The LeBron James-Kevin Durant matchup is still the key to the entire series, but until Durant gets stronger and improves defensively, James will be able to bully him in the post and attack him off the dribble.
Though Wade is beginning to decline and show the wear of a grueling NBA career, he is still a great defender who played well on both Harden and Westbrook last season. He will primarily be on Harden, and because Harden is not the best athlete, Wade will not be chasing him all around the court like he would Westbrook.
Mario Chalmers is not the offensive force Russell Westbrook is, but he is a quality shooter and defender who can force turnovers and make the proper pass. His play will be huge for the team, as he will primarily draw the assignment of guarding the Thunder's star point guard.

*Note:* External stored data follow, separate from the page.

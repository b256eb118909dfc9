use tracing::error;

use crate::document::Document;
use crate::error::{RagError, Result};

use super::DocumentLoader;

/// Loads `.txt` and `.md` files as a single UTF-8 document.
#[derive(Debug, Clone, Copy, Default)]
pub struct TextLoader;

impl DocumentLoader for TextLoader {
    fn load(&self, bytes: &[u8], name: &str) -> Result<Vec<Document>> {
        let text = std::str::from_utf8(bytes).map_err(|e| {
            error!(source = name, error = %e, "invalid UTF-8");
            RagError::DecodeError { source_name: name.to_string(), message: e.to_string() }
        })?;
        let text = text.strip_prefix('\u{feff}').unwrap_or(text);
        Ok(vec![Document::new(text, name)])
    }
}
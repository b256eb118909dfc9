use std::sync::LazyLock;
use std::time::Duration;

use regex::Regex;
use tracing::{error, info};

use crate::document::Document;
use crate::error::{RagError, Result};

use super::decode_entities;

/// Default limit on fetching one page.
pub const DEFAULT_FETCH_TIMEOUT: Duration = Duration::from_secs(10);

static HIDDEN_BLOCK: LazyLock<Regex> = LazyLock::new(|| {
    Regex::new(r"(?is)<script\b.*?</script\s*>|<style\b.*?</style\s*>|<!--.*?-->")
        .expect("unreachable error: invalid hidden block pattern")
});

static TAG: LazyLock<Regex> =
    LazyLock::new(|| Regex::new(r"(?s)<[^>]*>").expect("unreachable error: invalid tag pattern"));

static WHITESPACE: LazyLock<Regex> =
    LazyLock::new(|| Regex::new(r"\s+").expect("unreachable error: invalid whitespace pattern"));

/// Fetches a web page and keeps its visible text.
#[derive(Debug, Clone)]
pub struct WebLoader {
    client: reqwest::Client,
}

impl WebLoader {
    /// Create a loader whose requests give up after `timeout`.
    ///
    /// # Errors
    ///
    /// Returns [`RagError::ConfigError`] if the HTTP client cannot be built.
    pub fn new(timeout: Duration) -> Result<Self> {
        let client = reqwest::Client::builder()
            .timeout(timeout)
            .build()
            .map_err(|e| RagError::ConfigError(format!("failed to build HTTP client: {e}")))?;
        Ok(Self { client })
    }

    /// Fetch `url` and return one document whose source is the URL.
    ///
    /// # Errors
    ///
    /// Returns [`RagError::FetchError`] for an invalid URL, a transport error
    /// or timeout, a non-success status, or an unreadable body.
    pub async fn fetch(&self, url: &str) -> Result<Vec<Document>> {
        let failure = |message: String| {
            error!(url, error = %message, "failed to fetch page");
            RagError::FetchError { url: url.to_string(), message }
        };

        let parsed = reqwest::Url::parse(url).map_err(|e| failure(format!("invalid URL: {e}")))?;
        if !matches!(parsed.scheme(), "http" | "https") {
            return Err(failure(format!("unsupported scheme '{}'", parsed.scheme())));
        }

        let response = self.client.get(parsed).send().await.map_err(|e| {
            if e.is_timeout() {
                failure(format!("request timed out: {e}"))
            } else {
                failure(format!("request failed: {e}"))
            }
        })?;

        let status = response.status();
        if !status.is_success() {
            return Err(failure(format!("server returned {status}")));
        }

        let html = response.text().await.map_err(|e| failure(format!("failed to read body: {e}")))?;
        let text = visible_text(&html);
        info!(url, chars = text.chars().count(), "fetched page");
        Ok(vec![Document::new(text, url)])
    }
}

/// Drop scripts, styles, comments and tags, then collapse whitespace.
pub(crate) fn visible_text(html: &str) -> String {
    let without_blocks = HIDDEN_BLOCK.replace_all(html, " ");
    let without_tags = TAG.replace_all(&without_blocks, " ");
    let decoded = decode_entities(&without_tags);
    WHITESPACE.replace_all(&decoded, " ").trim().to_string()
}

What will hurt the Thunder most is their lack of frontcourt scoring. Kendrick Perkins is the odd man out in this series, as his low-post defensive prowess is not needed here, and he is not nearly as effective playing a sped-up game as he is playing in the half court. Bosh and James together will simply be too much for Perkins and Ibaka to handle.
In the end, the Heat's ability to crank up their defensive pressure when it matters most will be the difference-maker and result in a Miami title repeat.
I fully believe Oklahoma City will win a title with the Durant-Westbrook core, but unfortunately, the Thunder are still not quite the all-around team that the Miami Heat are.